Ce ruisseau remonte à sa source;
Un boeuf gravit sur un clocher;
Le sang coule de ce rocher, etc....

Son œuvre est très inégale. Ce fut au fond un tempérament rétif, plus sensuel que sentimental, ayant le goût de l'étrange, bohême et débraillé, mais foncièrement lui-même et possédant le don de voir et de dire ce qu'il voyait d'une façon originale.

Le bon gros » Saint-Amant (1594-1661) a reçu comme Théophile de Viau l'hospitalité de Gautier dans les Grotesques. Protégé du duc de Retz, du maréchal de Créqui et du comte d'Harcourt, il vit du service sur terre et sur mer et entreprit de nombreux voyages en Espagne, en Italie, en Pologne. Il finit pieusement une vie agitée.

En 1643 dans sa Rome ridicule il inaugura le genre burlesque que nous retrouverons au chapitre suivant, et il composa un poème heroï-comique sur l'Angleterre qu'il intitula Albion.
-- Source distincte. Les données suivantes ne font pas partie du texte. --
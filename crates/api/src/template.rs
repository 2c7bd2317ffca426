use crate::error::ApiResult;
use crate::models::{PlaceholderId, PositionContext, RenderedBuffer};

/// Template expansion service exposed to the editor.
///
/// One expansion is live at a time: `resolve_placeholders` starts a new one
/// (discarding the previous), `select_choice` cycles a placeholder of the
/// live expansion and re-renders it.
pub trait TemplateService {
    /// Expand `template` at `position` and render every placeholder.
    fn resolve_placeholders(
        &mut self,
        template: &str,
        position: &PositionContext,
    ) -> ApiResult<RenderedBuffer>;

    /// Make `choice` the active value of `placeholder`, updating its dependents.
    fn select_choice(&mut self, placeholder: PlaceholderId, choice: usize)
    -> ApiResult<RenderedBuffer>;
}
Il ne publia qu'en 1653 un poème qu'il avait commencé depuis longtemps et que Boileau a rendu fameux à force d'en parler, son Moise sauvé.

Boileau, quand il s'intéresse (dans sa Satire I) aux rimeurs affamés cite Saint-Amant, et selon lui,

Saint-Amant n'eut du ciel que sa veine en partage,
L'habit qu'il eut sur lui fut son seul héritage,
Un lit et deux placets composaient tout son bien,
Ou, pour mieux en parler, Saint-Amant n'avait rien.
Mais quoi las de traîner une vie importune,
Il engagea ce rien pour chercher la fortune,
Et, tout chargé de vers qu'il devait mettre au jour,
Conduit d'un vain espoir, il parut à la cour.
Qu'arriva-t-il enfin de sa Muse abusée ?

Il en revint couvert de honte et de risée ;
Et la fièvre, au retour, terminant son destin,
Fit par avance en lui ce qu'aurait fait la faim

S'il faut s'en rapporter au témoignage du satiriste, ce dut être une fin de vie d'autant plus dure pour Saint-Amant qu'il aimait la bonne chère et la joie. Toute une partie de son œuvre, et non la moindre,

lui a été inspirée par le vin et les plaisirs de la table, et consiste en une série de tableaux riches en couleurs, la Vigne, le Fromage, les Goinfres dont le réalisme n'est dépassé que par les compositions qui portent le nom de La Gazette du Pont-Neuf, les Cabarets, le Poète crotté, etc. C'est une véritable mine d'idées et d'images, mais tout y est pêle-mêle, sans coordination.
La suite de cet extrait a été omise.